Comment éviter ou combattre l’inertie
- Du côté du praticien, tout passe par la formation médicale initiale. Les éditions régulièrement mises à jour de l’abrégé de rhumatologie du COFER ont permis et vont permettre l’implémentation de connaissances validées comme les principes de base du traitement de la PR : window of opportunity, treat-to-target, rémission, utilisation précoce du méthotrexate. Dans la goutte, la situation est simple, car les recommandations de la SFR ont été mises en totalité dans le chapitre “Arthropathies microcristallines” qui a été rédigé par l’auteur de cet éditorial. Cela a donné lieu à de nombreux mails, ne serait-ce que pour valider la mise en route d’un THU dès la 1re crise de goutte, en fait dès le diagnostic qui peut, en effet, être porté à la 1re crise.
- La deuxième étape, qui rejoint la première, est la mise à jour des connaissances, c’est‑à‑dire la FMC. La diffusion des recommandations et de leurs mises à jour avec les données validées les plus récentes devrait permettre d’éviter l’inertie. En tout cas, qu’il s’agisse de la PR ou du RPso, même si les praticiens pensent bien connaître les recommandations et être en accord avec elles, le passage à l’acte, c’est‑à‑dire l’intensification ou le changement de traitement, n’est pas assuré. La difficulté de l’implémentation des recommandations est toujours présente. Des échanges entre pairs MG et rhumatologues pourraient être une solution [17]. En outre, elle n’empêchera pas l’incertitude quant à une prise de décision [14, 18].
- La troisième étape rejoint les premières : le treat-to-target est le point d’orgue de toutes les maladies rhumatologiques chroniques que nous sommes censés maîtriser. Rémission ou au moins low disease activity dans les rhumatismes inflammatoires chroniques, uricémie cible dans la goutte qui va s’accompagner de la rémission clinique (disparition des accès et des tophus !), gain de masse osseuse et réduction du risque fracturaire dans l’ostéoporose postménopausique traitée, par exemple [19].
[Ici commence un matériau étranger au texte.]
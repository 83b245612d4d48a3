//! Point-in-time records of the repair system.

use crate::SimTime;
use serde::{Deserialize, Serialize};

/// Observable state of the repair system right after an event.
///
/// An idle repair server is recorded as `next_repair_completion: None`,
/// which is the "infinite" completion time. Serialized traces carry it as
/// `null`.
#[derive(Debug, Clone, Copy, PartialEq, Serialize, Deserialize)]
pub struct Snapshot {
    /// Simulated time of the snapshot.
    pub time: SimTime,

    /// Units currently failed, waiting or in service.
    pub down: usize,

    /// Failed units waiting for the repair server.
    pub repair_queue_len: usize,

    /// Completion time of the unit in service, if the server is busy.
    pub next_repair_completion: Option<SimTime>,
}

impl Snapshot {
    /// Whether the repair server was busy.
    pub fn repair_in_progress(&self) -> bool {
        self.next_repair_completion.is_some()
    }

    /// Completion time of the unit in service, `f64::INFINITY` when idle.
    pub fn next_repair_time(&self) -> SimTime {
        self.next_repair_completion.unwrap_or(f64::INFINITY)
    }

    /// Units in service: zero or one.
    pub fn in_service(&self) -> usize {
        usize::from(self.repair_in_progress())
    }
}

#[cfg(test)]
mod tests {
    use super::*;

    #[test]
    fn test_idle_snapshot() {
        let snap = Snapshot {
            time: 0.0,
            down: 0,
            repair_queue_len: 0,
            next_repair_completion: None,
        };
        assert!(!snap.repair_in_progress());
        assert_eq!(snap.in_service(), 0);
        assert!(snap.next_repair_time().is_infinite());
    }

    #[test]
    fn test_busy_snapshot_roundtrips_through_json() {
        let snap = Snapshot {
            time: 4.0,
            down: 2,
            repair_queue_len: 1,
            next_repair_completion: Some(7.0),
        };
        assert!(snap.repair_in_progress());
        assert_eq!(snap.next_repair_time(), 7.0);

        let json = serde_json::to_string(&snap).unwrap();
        let back: Snapshot = serde_json::from_str(&json).unwrap();
        assert_eq!(back, snap);
    }
}
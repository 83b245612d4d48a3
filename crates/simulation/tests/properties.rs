//! Behavioural properties of complete runs.

use rand::SeedableRng;
use rand_chacha::ChaCha8Rng;
use rand_distr::{Distribution, Exp};
use repairsim_simulation::{
    RepairConfig, RepairSimulation, RunOutcome, RunReport, SimulationError, Snapshot,
};
use std::cell::RefCell;
use std::rc::Rc;

/// Run with exponential breakdown/repair times drawn from one seeded stream.
fn exponential_run(
    seed: u64,
    config: RepairConfig,
    mean_breakdown: f64,
    mean_repair: f64,
) -> Result<RunReport, SimulationError> {
    let rng = Rc::new(RefCell::new(ChaCha8Rng::seed_from_u64(seed)));
    let breakdown = Exp::new(1.0 / mean_breakdown).unwrap();
    let repair = Exp::new(1.0 / mean_repair).unwrap();

    let breakdown_rng = Rc::clone(&rng);
    let repair_rng = rng;
    RepairSimulation::new(
        config,
        move || breakdown.sample(&mut *breakdown_rng.borrow_mut()),
        move || repair.sample(&mut *repair_rng.borrow_mut()),
    )?
    .run()
}

fn captured(n_operating: usize, n_spares: usize) -> RepairConfig {
    RepairConfig::new(n_operating, n_spares)
        .with_capture_states(true)
        .with_horizon(1e6)
}

fn snap(time: f64, down: usize, waiting: usize, completion: Option<f64>) -> Snapshot {
    Snapshot {
        time,
        down,
        repair_queue_len: waiting,
        next_repair_completion: completion,
    }
}

#[test]
fn test_queue_invariant_holds_in_every_snapshot() {
    for seed in 0..50 {
        let report = exponential_run(seed, captured(5, 3), 10.0, 2.0).unwrap();
        for s in &report.snapshots {
            assert_eq!(
                s.repair_queue_len + s.in_service(),
                s.down,
                "seed {seed}: {s:?}"
            );
            if !s.repair_in_progress() {
                assert_eq!(s.down, 0, "seed {seed}: idle server with units down");
                assert!(s.next_repair_time().is_infinite());
            }
        }
    }
}

#[test]
fn test_server_never_idles_with_backlog() {
    for seed in 0..50 {
        let report = exponential_run(seed, captured(4, 2), 5.0, 4.0).unwrap();
        assert!(report
            .snapshots
            .iter()
            .filter(|s| s.repair_queue_len > 0)
            .all(|s| s.repair_in_progress()));
    }
}

#[test]
fn test_time_is_monotonic() {
    for seed in 0..50 {
        let report = exponential_run(seed, captured(3, 4), 8.0, 3.0).unwrap();
        assert!(report.snapshots.windows(2).all(|w| w[0].time <= w[1].time));
        assert!(report
            .snapshots
            .iter()
            .all(|s| s.next_repair_time() >= s.time));
    }
}

#[test]
fn test_run_stops_at_first_event_exceeding_spares() {
    for seed in 0..50 {
        let n_spares = 2;
        let report = exponential_run(seed, captured(3, n_spares), 6.0, 3.0).unwrap();
        if report.outcome == RunOutcome::HorizonReached {
            continue;
        }

        let (last, earlier) = report.snapshots.split_last().unwrap();
        assert_eq!(report.failure_time(), Some(last.time));
        assert_eq!(last.down, n_spares + 1);
        assert!(earlier.iter().all(|s| s.down <= n_spares));
        assert_eq!(report.events_processed as usize, report.snapshots.len() - 1);
    }
}

#[test]
fn test_fixed_generators_produce_exact_trace() {
    let config = RepairConfig::new(2, 3).with_capture_states(true);
    let report = RepairSimulation::new(config, || 1.0, || 3.0)
        .unwrap()
        .run()
        .unwrap();

    assert_eq!(
        report.snapshots,
        vec![
            snap(0.0, 0, 0, None),
            snap(1.0, 1, 0, Some(4.0)),
            snap(1.0, 2, 1, Some(4.0)),
            snap(2.0, 3, 2, Some(4.0)),
            snap(2.0, 4, 3, Some(4.0)),
        ]
    );
    assert_eq!(report.failure_time(), Some(2.0));
    assert_eq!(report.events_processed, 4);
}

#[test]
fn test_seeded_runs_replay_bit_for_bit() {
    let bits = |report: &RunReport| -> Vec<(u64, usize, usize, u64)> {
        report
            .snapshots
            .iter()
            .map(|s| {
                (
                    s.time.to_bits(),
                    s.down,
                    s.repair_queue_len,
                    s.next_repair_time().to_bits(),
                )
            })
            .collect()
    };

    for seed in [1, 7, 42] {
        let a = exponential_run(seed, captured(4, 3), 9.0, 2.5).unwrap();
        let b = exponential_run(seed, captured(4, 3), 9.0, 2.5).unwrap();
        assert_eq!(a.end_time.to_bits(), b.end_time.to_bits());
        assert_eq!(bits(&a), bits(&b));
    }
}

#[test]
fn test_single_unit_without_spares_fails_at_first_breakdown() {
    for breakdown in [0.25, 1.0, 1234.5] {
        let config = RepairConfig::new(1, 0).with_capture_states(true);
        let report = RepairSimulation::new(config, move || breakdown, || 10.0)
            .unwrap()
            .run()
            .unwrap();

        assert_eq!(report.failure_time(), Some(breakdown));
        assert_eq!(report.snapshots.last().map(|s| s.down), Some(1));
    }
}

#[test]
fn test_simultaneous_seeded_breakdowns_exhaust_spares() {
    // All three units are seeded at t = 10, so three go down at once.
    let config = RepairConfig::new(3, 2).with_capture_states(true);
    let report = RepairSimulation::new(config, || 10.0, || 1.0)
        .unwrap()
        .run()
        .unwrap();

    assert_eq!(report.failure_time(), Some(10.0));
    assert_eq!(report.events_processed, 3);
}

#[test]
fn test_fast_repairs_keep_at_most_one_unit_down() {
    // Staggered first breakdowns, then every unit fails 10 after its
    // replacement is installed. Each repair takes 1.
    let mut first = vec![16.0, 13.0, 10.0];
    let breakdown = move || first.pop().unwrap_or(10.0);
    let config = RepairConfig::new(3, 2).with_capture_states(true);

    let report = RepairSimulation::new(config, breakdown, || 1.0)
        .unwrap()
        .run_until(1_000.0)
        .unwrap();

    assert_eq!(report.outcome, RunOutcome::HorizonReached);
    assert!(report.events_processed > 500);
    assert!(report.snapshots.iter().all(|s| s.down <= 1));
}

#[test]
fn test_invalid_repair_draw_surfaces_as_error() {
    let mut repairs = vec![f64::NAN, 1.0];
    let sim = RepairSimulation::new(RepairConfig::new(1, 5), || 2.0, move || {
        repairs.pop().unwrap_or(1.0)
    })
    .unwrap();

    // The first repair draw is fine, the second is NaN.
    let err = sim.run_until(100.0).unwrap_err();
    assert!(matches!(err, SimulationError::InvalidDraw { value, .. } if value.is_nan()));
}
- Des “kind reminders” informatiques, des cibles mentionnées sur les résultats d’analyses biologiques (cibles du LDL, de l’uricémie, désormais présentes en France) pourraient aussi réduire l’inertie clinique. Des outils comme les calculettes DAS28, ASDAS ou BASDAI sont un moyen d’améliorer la prise en charge, ainsi que cela est désormais établi par des travaux comme TICORA ou TICOSPA.
- Une autre étape est la prise en compte des “peurs et croyances” qui habitent aussi les praticiens. L’exemple du méthotrexate est caricatural : peur d’en augmenter les posologies hebdomadaires au-delà de 15 mg/semaine, peur du “poumon du méthotrexate”, peur du “foie du méthotrexate”, peur de donner de trop “faibles doses” d’acide folique, etc. Ces peurs ont été balayées par les observations les plus récentes de C. Gaujoux-Viala et al. dans la cohorte ESPOIR [13], de P. Dieudé et de son équipe pour le poumon [20], de V. di Martino et al. pour le foie [21], de votre serviteur pour l’acide folique à ne pas prescrire dose pour dose [22]. Tout cela se trouve aussi dans La Saga du méthotrexate [22].
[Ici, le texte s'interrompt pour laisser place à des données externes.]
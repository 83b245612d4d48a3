//! Configuration for a single repair-system run.

use crate::ConfigError;
use repairsim_types::{is_valid_duration, SimTime};

/// Configuration for one simulation run.
///
/// The time generators are passed separately to
/// [`RepairSimulation::new`](crate::RepairSimulation::new) since they are
/// arbitrary closures or samplers owned by the run.
#[derive(Debug, Clone, PartialEq)]
pub struct RepairConfig {
    /// Units in active service at steady state.
    pub n_operating: usize,

    /// Units that may be down at once before the system fails.
    pub n_spares: usize,

    /// Record a snapshot after every processed event.
    pub capture_states: bool,

    /// Stop once the next event lies beyond this time, even if the system
    /// has not failed.
    ///
    /// `None` runs until failure.
    pub horizon: Option<SimTime>,
}

impl RepairConfig {
    /// Create a new configuration with recording disabled and no horizon.
    pub fn new(n_operating: usize, n_spares: usize) -> Self {
        Self {
            n_operating,
            n_spares,
            capture_states: false,
            horizon: None,
        }
    }

    /// Enable or disable snapshot recording.
    pub fn with_capture_states(mut self, capture_states: bool) -> Self {
        self.capture_states = capture_states;
        self
    }

    /// Bound the run to a simulated-time horizon.
    pub fn with_horizon(mut self, horizon: SimTime) -> Self {
        self.horizon = Some(horizon);
        self
    }

    /// Check the configuration for values the engine cannot run with.
    pub fn validate(&self) -> Result<(), ConfigError> {
        if self.n_operating == 0 {
            return Err(ConfigError::NoOperatingUnits);
        }
        if let Some(horizon) = self.horizon {
            if !is_valid_duration(horizon) {
                return Err(ConfigError::InvalidHorizon(horizon));
            }
        }
        Ok(())
    }
}

impl Default for RepairConfig {
    fn default() -> Self {
        Self::new(1, 0)
    }
}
La conclusion est simple, et le DPC permettait cette autoévaluation de ses points d’amélioration, dont certains sont en lien direct avec l’inertie clinique ou thérapeutique : on ne peut que recommander d’auto-implémenter les recommandations qui sont autant de rappels simples à de bonnes pratiques et autant de bons indicateurs de qualité de pratique. Tout passe par une autoévaluation de sa pratique et de ses réactions qui doivent être proactives et non réactives.